- _PROBLEM_
Type the entries again, word for word.

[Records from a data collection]
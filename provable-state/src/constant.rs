//! This module defines the constants that fix the shape of the accumulator,
//! the transition batches and the commitment lists.
use crate::field::{hash_fields, FieldElement};
use ark_ff::Zero;
use once_cell::sync::Lazy;

/// Number of levels in the Merkle accumulator, counting the leaf level and the
/// root level. A tree of height `h` has `2^(h-1)` leaves.
pub const TREE_HEIGHT: usize = 256;

/// Number of sibling hashes in a Merkle witness.
pub const WITNESS_LENGTH: usize = TREE_HEIGHT - 1;

/// Level of the root node.
pub const ROOT_LEVEL: usize = TREE_HEIGHT - 1;

/// Number of transitions proven by a single state-transition batch. Shorter
/// transition lists are right-padded with the sentinel transition.
#[cfg(not(feature = "large-batches"))]
pub const TRANSITION_BATCH_SIZE: usize = 8;

/// Number of transitions proven by a single state-transition batch. Shorter
/// transition lists are right-padded with the sentinel transition.
#[cfg(feature = "large-batches")]
pub const TRANSITION_BATCH_SIZE: usize = 16;

/// Domain-separation prefix of the state-transition commitment list.
pub const TRANSITIONS_HASH_PREFIX: &str = "provable-state 2024 transitions hash-list";

/// Domain-separation prefix of the per-block transactions commitment list.
pub const TRANSACTIONS_HASH_PREFIX: &str = "provable-state 2024 transactions hash-list";

/// Minimum number of leaf tasks handed to a single rayon job.
pub const DEFAULT_MIN_PAR_BATCH_SIZE: usize = 4;

/// Default value of every node that has never been written, per level.
///
/// `Z_0 = 0` and `Z_l = H(Z_{l-1}, Z_{l-1})`.
static ZERO_VALUES: Lazy<Vec<FieldElement>> = Lazy::new(|| {
    let mut zeros = Vec::with_capacity(TREE_HEIGHT);
    zeros.push(FieldElement::zero());
    for level in 1..TREE_HEIGHT {
        let below = zeros[level - 1];
        zeros.push(hash_fields(&[below, below]));
    }
    zeros
});

/// Returns the value of an unwritten node at `level`.
///
/// # Panics
///
/// Panics if `level >= TREE_HEIGHT`.
#[inline]
pub fn zero_value(level: usize) -> FieldElement {
    ZERO_VALUES[level]
}

/// Root of the accumulator before any leaf has been written.
pub fn empty_root() -> FieldElement {
    zero_value(ROOT_LEVEL)
}

#[cfg(test)]
mod tests {
    use super::*;

    #[test]
    fn zero_values_chain() {
        assert_eq!(zero_value(0), FieldElement::zero());
        for level in 1..TREE_HEIGHT {
            let below = zero_value(level - 1);
            assert_eq!(zero_value(level), hash_fields(&[below, below]));
        }
        assert_ne!(empty_root(), FieldElement::zero());
    }
}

- _TASK RESULT_
filename provable-state/src/constant.rs
//! This module defines the constants that fix the shape of the accumulator,
//! the transition batches and the commitment lists.
use crate::field::{hash_fields, FieldElement};
use ark_ff::Zero;
use once_cell::sync::Lazy;

/// Number of levels in the Merkle accumulator, counting the leaf level and the
/// root level. A tree of height `h` has `2^(h-1)` leaves.
pub const TREE_HEIGHT: usize = 256;

/// Number of sibling hashes in a Merkle witness.
pub const WITNESS_LENGTH: usize = TREE_HEIGHT - 1;

/// Level of the root node.
pub const ROOT_LEVEL: usize = TREE_HEIGHT - 1;

/// Number of transitions proven by a single state-transition batch. Shorter
/// transition lists are right-padded with the sentinel transition.
#[cfg(not(feature = "large-batches"))]
pub const TRANSITION_BATCH_SIZE: usize = 8;

/// Number of transitions proven by a single state-transition batch. Shorter
/// transition lists are right-padded with the sentinel transition.
#[cfg(feature = "large-batches")]
pub const TRANSITION_BATCH_SIZE: usize = 16;

/// Domain-separation prefix of the state-transition commitment list.
pub const TRANSITIONS_HASH_PREFIX: &str = "provable-state 2024 transitions hash-list";

/// Domain-separation prefix of the per-block transactions commitment list.
pub const TRANSACTIONS_HASH_PREFIX: &str = "provable-state 2024 transactions hash-list";

/// Minimum number of leaf tasks handed to a single rayon job.
pub const DEFAULT_MIN_PAR_BATCH_SIZE: usize = 4;

/// Default value of every node that has never been written, per level.
///
/// `Z_0 = 0` and `Z_l = H(Z_{l-1}, Z_{l-1})`.
static ZERO_VALUES: Lazy<Vec<FieldElement>> = Lazy::new(|| {
    let mut zeros = Vec::with_capacity(TREE_HEIGHT);
    zeros.push(FieldElement::zero());
    for level in 1..TREE_HEIGHT {
        let below = zeros[level - 1];
        zeros.push(hash_fields(&[below, below]));
    }
    zeros
});

/// Returns the value of an unwritten node at `level`.
///
/// # Panics
///
/// Panics if `level >= TREE_HEIGHT`.
#[inline]
pub fn zero_value(level: usize) -> FieldElement {
    ZERO_VALUES[level]
}

/// Root of the accumulator before any leaf has been written.
pub fn empty_root() -> FieldElement {
    zero_value(ROOT_LEVEL)
}

#[cfg(test)]
mod tests {
    use super::*;

    #[test]
    fn zero_values_chain() {
        assert_eq!(zero_value(0), FieldElement::zero());
        for level in 1..TREE_HEIGHT {
            let below = zero_value(level - 1);
            assert_eq!(zero_value(level), hash_fields(&[below, below]));
        }
        assert_ne!(empty_root(), FieldElement::zero());
    }
}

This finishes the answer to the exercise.